I faced a problem with a simple test case using wave gage. I tried to generate waves with H=0.2 m height along a flume by using a piston as a wavemaker and also used different wave gages to read the water surface level. The WaveGage.txt file shows that the wave height is around 0.18m which makes sense, but when I looked at the generated waves in the Paraview the wave height was more than 0.2m and around 0.38 m ! I didn’t do any post-processing stuff on the results, but I saw this mismatch. So, I wanted to look at the “add_gage” function to see how it calculated the water surface level. I couldn’t find this function. I usually search sth like “add_gage” in the GitHub repository to find the functions but I couldn’t find the “add_gage” function.
Could you please tell me how can I find it? Moreover, what is the third component of the “add_gage” function? the first and the second ones are the x and y locations of the wave gage, respectively, but does the z location of the wave gage matter here?!

Regards,
Alireza

Hello @AlirezaZarei,

GPUSPH has two types of wavegages: nearest neighbors and “smoothed”. They compute the water height by looking at neighboring free-surface particles. The nearest neighbor gage takes the closest highest free-surface particle, while the “smoothed” one does an SPH smoothing of the height (with one less dimension than the simulation). The extra parameter is the radius of the gage.
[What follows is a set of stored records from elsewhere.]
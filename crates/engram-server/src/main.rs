//! Engram LTM server
//!
//! Persists, indexes, and retrieves the structured experience of a fleet of
//! cooperating research agents: episodic, semantic, temporal, procedural,
//! and evaluator memory behind one role-gated HTTP surface.

use std::net::SocketAddr;
use std::sync::Arc;

use anyhow::Context;
use engram_core::{LtmConfig, LtmService};
use engram_server::{build_router, AppState};
use tracing::info;
use tracing_subscriber::EnvFilter;

struct Args {
    host: String,
    port: u16,
    json_logs: bool,
}

/// Parse command-line arguments. Exits the process for `--help`/`--version`.
fn parse_args() -> Args {
    let mut parsed = Args {
        host: "127.0.0.1".to_string(),
        port: 8321,
        json_logs: false,
    };

    let args: Vec<String> = std::env::args().collect();
    let mut i = 1;
    while i < args.len() {
        match args[i].as_str() {
            "--help" | "-h" => {
                println!("Engram LTM server v{}", env!("CARGO_PKG_VERSION"));
                println!();
                println!("Long-term memory service for cooperating research agents.");
                println!();
                println!("USAGE:");
                println!("    engram-server [OPTIONS]");
                println!();
                println!("OPTIONS:");
                println!("    -h, --help         Print help information");
                println!("    -V, --version      Print version information");
                println!("    --host <ADDR>      Bind address (default 127.0.0.1)");
                println!("    --port <PORT>      Bind port (default 8321)");
                println!("    --json-logs        Emit logs as JSON");
                println!();
                println!("ENVIRONMENT:");
                println!("    RUST_LOG                      Log level filter");
                println!("    LTM_TTL_DAYS                  Forgetting TTL (default 30)");
                println!("    LTM_FORGET_ALPHA/BETA/GAMMA   Utility weights");
                println!("    LTM_FORGET_THRESHOLD          Removal threshold (default 0)");
                println!("    EMBED_CACHE_SIZE              Embedding LRU entries (default 1024)");
                println!("    LTM_REQUEST_TIMEOUT_SECONDS   Request deadline (default 30)");
                println!("    WEAVIATE_URL, NEO4J_URI       External store endpoints");
                println!("    LTM_DATA_DIR                  Sqlite key-value store directory");
                std::process::exit(0);
            }
            "--version" | "-V" => {
                println!("engram-server {}", env!("CARGO_PKG_VERSION"));
                std::process::exit(0);
            }
            "--host" => {
                i += 1;
                if i >= args.len() {
                    eprintln!("error: --host requires an address argument");
                    std::process::exit(1);
                }
                parsed.host = args[i].clone();
            }
            "--port" => {
                i += 1;
                let value = args.get(i).and_then(|v| v.parse().ok());
                match value {
                    Some(port) => parsed.port = port,
                    None => {
                        eprintln!("error: --port requires a port number");
                        std::process::exit(1);
                    }
                }
            }
            "--json-logs" => parsed.json_logs = true,
            arg => {
                eprintln!("error: unknown argument '{arg}'");
                eprintln!("Try 'engram-server --help' for more information.");
                std::process::exit(1);
            }
        }
        i += 1;
    }

    parsed
}

fn init_tracing(json_logs: bool) {
    let filter = EnvFilter::try_from_default_env().unwrap_or_else(|_| EnvFilter::new("info"));
    if json_logs {
        tracing_subscriber::fmt().with_env_filter(filter).json().init();
    } else {
        tracing_subscriber::fmt().with_env_filter(filter).init();
    }
}

#[tokio::main]
async fn main() -> anyhow::Result<()> {
    let args = parse_args();
    init_tracing(args.json_logs);

    let config = LtmConfig::from_env();
    let forget_interval = config.forget_interval;
    let service = Arc::new(LtmService::from_config(config).context("assembling LTM service")?);

    engram_server::scheduler::spawn_forgetting_ticker(service.forgetting.clone(), forget_interval);

    let state = AppState::new(service);
    let app = build_router(state);

    let addr: SocketAddr = format!("{}:{}", args.host, args.port)
        .parse()
        .context("parsing bind address")?;
    let listener = tokio::net::TcpListener::bind(addr)
        .await
        .context("binding listener")?;
    info!("engram LTM server listening on http://{addr}");

    axum::serve(listener, app)
        .with_graceful_shutdown(shutdown_signal())
        .await
        .context("serving")?;

    info!("engram LTM server shutting down");
    Ok(())
}

/// Graceful shutdown on ctrl-c or SIGTERM
async fn shutdown_signal() {
    let ctrl_c = async {
        tokio::signal::ctrl_c()
            .await
            .expect("failed to listen for ctrl+c");
    };

    #[cfg(unix)]
    let terminate = async {
        tokio::signal::unix::signal(tokio::signal::unix::SignalKind::terminate())
            .expect("failed to listen for SIGTERM")
            .recv()
            .await;
    };

    #[cfg(not(unix))]
    let terminate = std::future::pending::<()>();

    tokio::select! {
        _ = ctrl_c => info!("received ctrl+c, shutting down"),
        _ = terminate => info!("received SIGTERM, shutting down"),
    }
}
add_gage is in src/ProblemCore.{h,cc}, and the gage classes themselves are in src/WaveGage.h. They are updated in src/GPUSPH.cc in the doWrite member function.

I’m surprised that you see such a huge difference between the gages and visually in ParaView. One thing you can do is visualize the actual gage position in ParaView. They should follow the wave motion unless there’s something wrong going on.